Performance of Open-Source Real-Space Multigrid DFT Code on Pre-Exascale Architecture
ORAL
Abstract
RMG (www.rmgdft.org) is an open-source suite of codes for performing large-scale, high-throughput electronic structure calculations. Designed for scalability, it discretizes the DFT equations on real-space grids that are distributed over the nodes of a massively parallel system via domain decomposition. The Kohn-Sham and Poisson equations are solved using multigrid techniques that dramatically accelerate convergence while only requiring nearest neighbor communications. In addition to the multigrid algorithms, the main parts of the calculations consist of dense matrix multiplications and iterative solutions of a partitioned eigenvalue problem that are particularly well suited for GPU accelerators. RMG makes very efficient use of GPUs, including multiple GPUs per node, if they are available.

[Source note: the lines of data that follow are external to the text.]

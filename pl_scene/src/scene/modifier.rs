/// Scene node modifiers: behaviours attached to nodes by key.
///
/// A modifier lives in the `SceneGraph` modifier table and is referenced by
/// the nodes it is attached to. The visibility traversal calls
/// `on_added_to_visibility_tree` right after it created a node's VisNode,
/// which lets a modifier adjust the per-frame world matrix without touching
/// the authored transform.

use glam::{Mat4, Quat, Vec3};
use crate::visibility::{VisNodeId, VisTree};
use super::scene_node::SceneNode;

/// Behaviour attached to one or more scene nodes
pub trait SceneNodeModifier: Send + Sync {
    fn name(&self) -> &str;

    /// Inactive modifiers are not notified
    fn is_active(&self) -> bool {
        true
    }

    /// The node's VisNode `vis` was just added to `tree`
    fn on_added_to_visibility_tree(&mut self, node: &SceneNode, tree: &mut VisTree, vis: VisNodeId);
}

// ===== BILLBOARD =====

/// Turns the node's local +Z axis toward the camera every frame
///
/// Position and scale of the VisNode world matrix are kept; only its
/// rotation is replaced. With `up_axis` set the rotation is restricted to
/// that axis (cylindrical billboard).
#[derive(Debug, Clone)]
pub struct BillboardModifier {
    name: String,
    active: bool,
    up_axis: Option<Vec3>,
}

impl BillboardModifier {
    pub fn new(name: &str) -> Self {
        Self {
            name: name.to_string(),
            active: true,
            up_axis: None,
        }
    }

    /// Cylindrical billboard rotating around `axis` only
    pub fn with_up_axis(mut self, axis: Vec3) -> Self {
        self.up_axis = Some(axis.normalize_or_zero()).filter(|a| *a != Vec3::ZERO);
        self
    }

    pub fn set_active(&mut self, active: bool) {
        self.active = active;
    }
}

impl SceneNodeModifier for BillboardModifier {
    fn name(&self) -> &str {
        &self.name
    }

    fn is_active(&self) -> bool {
        self.active
    }

    fn on_added_to_visibility_tree(&mut self, _node: &SceneNode, tree: &mut VisTree, vis: VisNodeId) {
        let Some(world) = tree.node(vis).map(|v| v.world_matrix()) else {
            return;
        };
        let (scale, _, position) = world.to_scale_rotation_translation();

        let mut to_camera = tree.camera_position() - position;
        if let Some(axis) = self.up_axis {
            to_camera -= axis * axis.dot(to_camera);
        }
        let Some(direction) = to_camera.try_normalize() else {
            return;
        };

        let rotation = Quat::from_rotation_arc(Vec3::Z, direction);
        tree.set_world_matrix(vis, Mat4::from_scale_rotation_translation(scale, rotation, position));
    }
}
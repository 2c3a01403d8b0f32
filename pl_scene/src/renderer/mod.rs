/// Renderer module - backend trait, render states, draw submission types

pub mod renderer;
pub mod render_state;

#[cfg(test)]
pub mod mock_renderer;

pub use renderer::*;
pub use render_state::*;
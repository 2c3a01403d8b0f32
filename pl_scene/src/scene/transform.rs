/// Local transform of a scene node (position, rotation, scale)

use glam::{Mat4, Quat, Vec3};

/// Position / rotation / scale relative to the owning container
#[derive(Debug, Clone, Copy, PartialEq)]
pub struct Transform {
    pub position: Vec3,
    pub rotation: Quat,
    pub scale: Vec3,
}

impl Default for Transform {
    fn default() -> Self {
        Self {
            position: Vec3::ZERO,
            rotation: Quat::IDENTITY,
            scale: Vec3::ONE,
        }
    }
}

impl Transform {
    pub fn from_position(position: Vec3) -> Self {
        Self { position, ..Self::default() }
    }

    pub fn from_position_rotation(position: Vec3, rotation: Quat) -> Self {
        Self { position, rotation, ..Self::default() }
    }

    /// Local-to-container matrix (T * R * S)
    pub fn matrix(&self) -> Mat4 {
        Mat4::from_scale_rotation_translation(self.scale, self.rotation, self.position)
    }

    /// Local-to-container matrix ignoring scale (T * R)
    pub fn matrix_no_scale(&self) -> Mat4 {
        Mat4::from_rotation_translation(self.rotation, self.position)
    }
}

On the IBM/NVIDIA Summit supercomputer at ORNL, RMG utilizes all 6 GPUs per node and Cuda-managed memory to reach 83x performance improvement over the previous generation Cray XK7 Titan supercomputer at ORNL, which contains 1 prior-generation GPU per node. We will also discuss algorithmic improvements enabled by large-memory, high memory bandwidth nodes in view of future exascale architectures.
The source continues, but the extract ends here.